Notes to Financial Statements (Continued)

December 31, 2014 and 2013

 

 

Payment of Benefits

Upon termination of service on account of death, disability or retirement, a participant or beneficiary may elect to receive either a lump sum amount equal to the value of their account or annual installments. Upon termination of service for other reasons, a participant’s account will be paid in a single lump sum. If the terminated participant’s account balance is $1,000 or less, it will be distributed to the participant without his/her consent, although a rollover option will be made available. A qualified annuity is available to participants who had after-tax contributions or Company matching contributions prior to January 1, 2003. The Plan allows for in-service withdrawals upon a participant attaining the age of 59  12. A participant who obtains an in-service withdrawal is required to pay such fees as the Company may impose in order to defray the cost of processing the withdrawal.

Hardship Distributions

Participants are allowed to withdraw funds from the Plan in case of hardship. Withdrawals may be made no more than once a month and must be at least $500 (or such lesser amount as is available for withdrawal). Withdrawals are subject to restrictions as to amount, frequency and intended use of the proceeds. The normal form of payment is cash.

 

2. Summary of Significant Accounting Policies

Basis of Accounting

The accompanying financial statements have been prepared on the accrual basis of accounting in accordance with accounting principles generally accepted in the United States of America (“U.S. GAAP”).

Use of Estimates

The preparation of financial statements in conformity with U.S. GAAP requires the administrator and trustee to make estimates and assumptions that affect the reported amounts of assets and liabilities in the financial statements. Such estimates include those regarding fair value. Actual results may differ from those estimates.
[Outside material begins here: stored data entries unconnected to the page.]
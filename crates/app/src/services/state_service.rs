//! State service: use-cases for managing states.

use hbnb_domain::error::{HbnbError, NotFoundError};
use hbnb_domain::id::StateId;
use hbnb_domain::state::{State, StateBuilder, StatePatch};

use crate::ports::StateRepository;

/// Application service for state CRUD operations.
pub struct StateService<R> {
    repo: R,
}

impl<R: StateRepository> StateService<R> {
    /// Create a new service backed by the given repository.
    pub fn new(repo: R) -> Self {
        Self { repo }
    }

    /// List all states.
    ///
    /// # Errors
    ///
    /// Returns a storage error propagated from the repository.
    pub async fn list_states(&self) -> Result<Vec<State>, HbnbError> {
        self.repo.get_all().await
    }

    /// Look up a state by id, returning an error if not found.
    ///
    /// # Errors
    ///
    /// Returns [`HbnbError::NotFound`] when no state with `id` exists,
    /// or a storage error from the repository.
    pub async fn get_state(&self, id: StateId) -> Result<State, HbnbError> {
        self.repo.get_by_id(id).await?.ok_or_else(|| {
            NotFoundError {
                entity: "State",
                id: id.to_string(),
            }
            .into()
        })
    }

    /// Build and persist a new state.
    ///
    /// # Errors
    ///
    /// Returns [`HbnbError::Validation`] if a required field is missing, or a
    /// storage error propagated from the repository.
    #[tracing::instrument(skip(self, builder))]
    pub async fn create_state(&self, builder: StateBuilder) -> Result<State, HbnbError> {
        let state = builder.build()?;
        self.repo.create(state).await
    }

    /// Apply a patch to a state already loaded by the caller and persist it.
    ///
    /// # Errors
    ///
    /// Returns a storage error propagated from the repository.
    #[tracing::instrument(skip(self, state, patch), fields(id = %state.id))]
    pub async fn update_state(
        &self,
        mut state: State,
        patch: StatePatch,
    ) -> Result<State, HbnbError> {
        state.apply(patch);
        self.repo.update(state).await
    }

    /// Delete a state by id.
    ///
    /// # Errors
    ///
    /// Returns [`HbnbError::NotFound`] when the state does not exist, or a
    /// storage error from the repository.
    #[tracing::instrument(skip(self))]
    pub async fn delete_state(&self, id: StateId) -> Result<(), HbnbError> {
        let state = self.get_state(id).await?;
        self.repo.delete(state.id).await
    }
}

#[cfg(test)]
mod tests {
    use super::*;
    use crate::services::fakes::FakeStore;
    use hbnb_domain::error::ValidationError;

    fn make_service() -> StateService<FakeStore> {
        StateService::new(FakeStore::default())
    }

    #[tokio::test]
    async fn should_create_state_when_name_given() {
        let svc = make_service();

        let created = svc
            .create_state(State::builder().name("California"))
            .await
            .unwrap();

        let fetched = svc.get_state(created.id).await.unwrap();
        assert_eq!(fetched, created);
    }

    #[tokio::test]
    async fn should_reject_create_when_name_missing() {
        let svc = make_service();
        let result = svc.create_state(State::builder()).await;
        assert!(matches!(
            result,
            Err(HbnbError::Validation(ValidationError::MissingField("name")))
        ));
        assert!(svc.list_states().await.unwrap().is_empty());
    }

    #[tokio::test]
    async fn should_return_not_found_when_state_missing() {
        let svc = make_service();
        let result = svc.get_state(StateId::new()).await;
        assert!(matches!(result, Err(HbnbError::NotFound(_))));
    }

    #[tokio::test]
    async fn should_update_name_and_keep_timestamps() {
        let svc = make_service();
        let created = svc
            .create_state(State::builder().name("Nevada"))
            .await
            .unwrap();

        let updated = svc
            .update_state(
                created.clone(),
                StatePatch {
                    name: Some("Arizona".to_string()),
                },
            )
            .await
            .unwrap();

        assert_eq!(updated.name, "Arizona");
        assert_eq!(updated.created_at, created.created_at);
        assert_eq!(updated.updated_at, created.updated_at);
    }

    #[tokio::test]
    async fn should_update_without_reloading_state() {
        let store = FakeStore::default();
        let svc = StateService::new(store.clone());
        let created = svc
            .create_state(State::builder().name("Utah"))
            .await
            .unwrap();
        let current = svc.get_state(created.id).await.unwrap();
        let lookups = store.lookups();

        svc.update_state(
            current,
            StatePatch {
                name: Some("Idaho".to_string()),
            },
        )
        .await
        .unwrap();

        assert_eq!(store.lookups(), lookups);
        assert_eq!(svc.get_state(created.id).await.unwrap().name, "Idaho");
    }

    #[tokio::test]
    async fn should_delete_state() {
        let svc = make_service();
        let created = svc
            .create_state(State::builder().name("Ohio"))
            .await
            .unwrap();

        svc.delete_state(created.id).await.unwrap();

        let result = svc.get_state(created.id).await;
        assert!(matches!(result, Err(HbnbError::NotFound(_))));
    }

    #[tokio::test]
    async fn should_return_not_found_when_deleting_twice() {
        let svc = make_service();
        let created = svc
            .create_state(State::builder().name("Iowa"))
            .await
            .unwrap();
        svc.delete_state(created.id).await.unwrap();

        let result = svc.delete_state(created.id).await;
        assert!(matches!(result, Err(HbnbError::NotFound(_))));
    }
}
Fair Value of Financial Instruments

Financial instruments are valued at fair value, refer to the section below entitled “Investment Valuation.” Contributions receivable and notes receivable are carried at cost which is not significantly different from fair value as the contributions receivable are for a short term and notes receivable carry a current market interest rate.

Investment Valuation

Investments of the Plan are held by Fidelity Trust and are invested in the investment options available in the Plan based solely upon instructions received from Plan participants.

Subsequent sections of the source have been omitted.